(Collected data entries)
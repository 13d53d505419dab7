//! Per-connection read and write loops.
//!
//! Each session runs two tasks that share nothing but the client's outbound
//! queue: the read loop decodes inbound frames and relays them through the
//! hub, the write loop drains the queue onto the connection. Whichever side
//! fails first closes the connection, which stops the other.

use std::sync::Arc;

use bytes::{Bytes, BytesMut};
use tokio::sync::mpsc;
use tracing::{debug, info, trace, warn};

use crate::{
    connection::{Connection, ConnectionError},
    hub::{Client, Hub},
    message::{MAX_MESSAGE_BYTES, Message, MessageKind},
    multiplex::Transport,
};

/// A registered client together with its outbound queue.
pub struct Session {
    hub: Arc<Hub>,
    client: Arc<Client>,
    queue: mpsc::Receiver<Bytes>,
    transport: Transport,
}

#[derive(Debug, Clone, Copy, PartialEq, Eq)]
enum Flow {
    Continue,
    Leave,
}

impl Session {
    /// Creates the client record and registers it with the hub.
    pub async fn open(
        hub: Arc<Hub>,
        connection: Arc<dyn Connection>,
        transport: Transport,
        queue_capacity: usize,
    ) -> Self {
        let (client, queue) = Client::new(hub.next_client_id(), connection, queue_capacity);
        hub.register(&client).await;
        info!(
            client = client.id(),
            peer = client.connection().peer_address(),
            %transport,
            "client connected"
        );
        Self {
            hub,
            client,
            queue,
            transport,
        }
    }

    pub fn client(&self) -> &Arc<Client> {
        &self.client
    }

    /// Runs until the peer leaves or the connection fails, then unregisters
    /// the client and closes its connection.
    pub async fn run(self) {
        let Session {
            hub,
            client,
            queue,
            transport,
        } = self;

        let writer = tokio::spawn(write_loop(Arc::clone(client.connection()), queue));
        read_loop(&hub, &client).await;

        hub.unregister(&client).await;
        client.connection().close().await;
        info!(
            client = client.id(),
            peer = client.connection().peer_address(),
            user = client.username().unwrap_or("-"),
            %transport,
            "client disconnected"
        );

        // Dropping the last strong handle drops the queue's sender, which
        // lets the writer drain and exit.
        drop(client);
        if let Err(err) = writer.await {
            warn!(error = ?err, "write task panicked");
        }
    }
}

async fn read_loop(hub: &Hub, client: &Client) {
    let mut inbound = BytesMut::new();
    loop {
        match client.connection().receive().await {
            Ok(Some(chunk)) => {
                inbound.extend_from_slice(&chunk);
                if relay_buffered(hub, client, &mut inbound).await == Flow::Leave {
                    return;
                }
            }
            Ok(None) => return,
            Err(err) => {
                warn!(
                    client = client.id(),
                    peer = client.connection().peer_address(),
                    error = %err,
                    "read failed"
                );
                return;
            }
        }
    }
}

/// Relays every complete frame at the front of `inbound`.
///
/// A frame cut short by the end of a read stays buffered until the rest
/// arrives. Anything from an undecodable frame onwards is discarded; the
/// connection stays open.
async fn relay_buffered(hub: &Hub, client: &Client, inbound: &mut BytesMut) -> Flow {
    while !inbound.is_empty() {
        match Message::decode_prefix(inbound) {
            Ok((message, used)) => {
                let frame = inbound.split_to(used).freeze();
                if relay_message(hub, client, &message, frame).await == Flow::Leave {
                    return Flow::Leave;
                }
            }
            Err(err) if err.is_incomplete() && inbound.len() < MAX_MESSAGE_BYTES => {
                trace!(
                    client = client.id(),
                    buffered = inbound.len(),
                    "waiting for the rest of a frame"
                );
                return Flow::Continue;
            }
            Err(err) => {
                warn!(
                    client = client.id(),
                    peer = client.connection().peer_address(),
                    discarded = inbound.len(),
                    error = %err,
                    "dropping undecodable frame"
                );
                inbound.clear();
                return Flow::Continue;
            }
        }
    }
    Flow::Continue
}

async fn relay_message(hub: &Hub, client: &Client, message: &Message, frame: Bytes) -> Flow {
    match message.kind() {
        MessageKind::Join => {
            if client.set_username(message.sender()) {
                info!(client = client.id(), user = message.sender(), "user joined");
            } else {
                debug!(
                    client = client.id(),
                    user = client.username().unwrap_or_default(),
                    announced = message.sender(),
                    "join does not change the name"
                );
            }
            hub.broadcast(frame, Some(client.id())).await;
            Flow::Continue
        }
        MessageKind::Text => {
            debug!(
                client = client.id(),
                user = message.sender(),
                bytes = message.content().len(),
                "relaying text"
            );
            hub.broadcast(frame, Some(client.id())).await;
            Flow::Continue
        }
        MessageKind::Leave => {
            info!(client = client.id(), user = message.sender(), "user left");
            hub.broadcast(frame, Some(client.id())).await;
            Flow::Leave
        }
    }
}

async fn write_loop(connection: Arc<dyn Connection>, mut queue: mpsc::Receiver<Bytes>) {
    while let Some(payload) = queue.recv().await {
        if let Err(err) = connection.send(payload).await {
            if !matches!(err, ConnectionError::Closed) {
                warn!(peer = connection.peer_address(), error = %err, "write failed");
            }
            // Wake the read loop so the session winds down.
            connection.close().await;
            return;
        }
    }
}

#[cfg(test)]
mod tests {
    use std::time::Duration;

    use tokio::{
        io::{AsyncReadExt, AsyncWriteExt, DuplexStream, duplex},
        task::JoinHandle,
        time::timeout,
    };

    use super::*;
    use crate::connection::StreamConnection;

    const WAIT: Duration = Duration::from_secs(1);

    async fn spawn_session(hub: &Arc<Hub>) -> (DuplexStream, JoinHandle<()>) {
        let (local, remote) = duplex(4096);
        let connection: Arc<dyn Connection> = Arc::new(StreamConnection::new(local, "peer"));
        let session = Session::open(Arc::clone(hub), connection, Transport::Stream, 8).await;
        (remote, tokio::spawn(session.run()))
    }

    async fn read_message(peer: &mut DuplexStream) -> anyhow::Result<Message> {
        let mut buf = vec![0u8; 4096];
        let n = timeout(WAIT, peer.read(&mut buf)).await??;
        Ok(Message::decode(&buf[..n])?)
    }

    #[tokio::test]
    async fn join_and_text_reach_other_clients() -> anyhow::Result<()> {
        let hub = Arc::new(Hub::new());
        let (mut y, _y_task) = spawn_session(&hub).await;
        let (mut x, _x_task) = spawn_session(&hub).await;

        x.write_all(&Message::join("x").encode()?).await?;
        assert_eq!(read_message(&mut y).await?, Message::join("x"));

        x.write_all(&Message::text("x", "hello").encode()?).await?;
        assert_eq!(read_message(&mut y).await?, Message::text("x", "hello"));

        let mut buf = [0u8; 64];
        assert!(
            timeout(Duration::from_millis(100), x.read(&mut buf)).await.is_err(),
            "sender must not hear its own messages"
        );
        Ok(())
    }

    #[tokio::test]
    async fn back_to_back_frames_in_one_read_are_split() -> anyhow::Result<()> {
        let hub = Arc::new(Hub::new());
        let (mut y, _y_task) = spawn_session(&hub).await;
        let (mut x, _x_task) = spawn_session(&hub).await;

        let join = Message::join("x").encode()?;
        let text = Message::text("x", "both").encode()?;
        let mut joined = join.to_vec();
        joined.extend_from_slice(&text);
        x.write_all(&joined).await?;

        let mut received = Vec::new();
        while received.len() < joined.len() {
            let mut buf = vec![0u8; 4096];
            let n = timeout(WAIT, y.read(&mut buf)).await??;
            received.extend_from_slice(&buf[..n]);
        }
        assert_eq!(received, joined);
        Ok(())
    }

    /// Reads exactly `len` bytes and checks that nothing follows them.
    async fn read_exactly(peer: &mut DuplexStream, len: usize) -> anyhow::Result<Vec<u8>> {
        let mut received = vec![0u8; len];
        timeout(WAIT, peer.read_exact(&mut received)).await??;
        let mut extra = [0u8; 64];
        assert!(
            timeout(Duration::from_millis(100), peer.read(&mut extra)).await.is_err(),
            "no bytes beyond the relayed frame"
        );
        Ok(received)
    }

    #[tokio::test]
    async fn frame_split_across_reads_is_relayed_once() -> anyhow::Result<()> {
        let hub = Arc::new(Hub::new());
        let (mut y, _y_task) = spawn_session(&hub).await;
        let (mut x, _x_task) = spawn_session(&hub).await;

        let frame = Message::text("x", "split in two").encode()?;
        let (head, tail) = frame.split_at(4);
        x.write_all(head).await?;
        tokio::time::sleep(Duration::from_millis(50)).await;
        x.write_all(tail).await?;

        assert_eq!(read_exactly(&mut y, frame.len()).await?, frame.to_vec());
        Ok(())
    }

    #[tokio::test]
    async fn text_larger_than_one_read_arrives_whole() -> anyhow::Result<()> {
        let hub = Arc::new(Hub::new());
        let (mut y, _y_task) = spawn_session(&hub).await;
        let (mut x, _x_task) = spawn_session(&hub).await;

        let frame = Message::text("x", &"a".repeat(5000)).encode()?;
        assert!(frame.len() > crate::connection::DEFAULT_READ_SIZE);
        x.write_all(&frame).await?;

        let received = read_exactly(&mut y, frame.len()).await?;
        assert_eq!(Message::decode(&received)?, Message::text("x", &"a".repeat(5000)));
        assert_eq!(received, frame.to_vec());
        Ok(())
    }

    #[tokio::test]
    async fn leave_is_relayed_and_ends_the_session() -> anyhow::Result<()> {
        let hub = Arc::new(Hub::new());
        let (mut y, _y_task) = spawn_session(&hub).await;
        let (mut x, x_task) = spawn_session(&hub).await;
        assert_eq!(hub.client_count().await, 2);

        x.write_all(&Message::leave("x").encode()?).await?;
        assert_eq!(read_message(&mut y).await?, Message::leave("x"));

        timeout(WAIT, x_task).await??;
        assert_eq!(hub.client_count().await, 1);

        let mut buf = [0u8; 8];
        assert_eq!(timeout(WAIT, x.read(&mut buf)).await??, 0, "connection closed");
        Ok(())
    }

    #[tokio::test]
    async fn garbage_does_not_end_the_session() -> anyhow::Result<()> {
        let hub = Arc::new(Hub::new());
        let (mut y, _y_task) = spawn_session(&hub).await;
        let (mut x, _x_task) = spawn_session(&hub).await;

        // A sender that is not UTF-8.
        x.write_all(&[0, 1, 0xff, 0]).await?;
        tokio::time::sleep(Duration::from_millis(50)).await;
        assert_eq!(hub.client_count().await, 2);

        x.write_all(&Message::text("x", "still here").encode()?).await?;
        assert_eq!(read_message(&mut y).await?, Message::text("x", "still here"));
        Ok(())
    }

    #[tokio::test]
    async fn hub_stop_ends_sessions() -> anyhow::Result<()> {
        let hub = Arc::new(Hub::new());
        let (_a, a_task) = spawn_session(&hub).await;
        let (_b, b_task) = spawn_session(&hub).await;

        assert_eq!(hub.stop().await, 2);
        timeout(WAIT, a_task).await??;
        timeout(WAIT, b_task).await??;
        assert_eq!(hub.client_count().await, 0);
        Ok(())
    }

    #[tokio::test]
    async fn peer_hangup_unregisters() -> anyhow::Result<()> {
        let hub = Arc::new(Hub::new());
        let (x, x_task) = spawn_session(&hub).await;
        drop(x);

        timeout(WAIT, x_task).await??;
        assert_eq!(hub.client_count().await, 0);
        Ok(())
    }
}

**TASK OBJECTIVE:**
The word "outbound" appears on some lines of the data above; count those lines and return only the number.

**EXERCISE ANSWER:**
2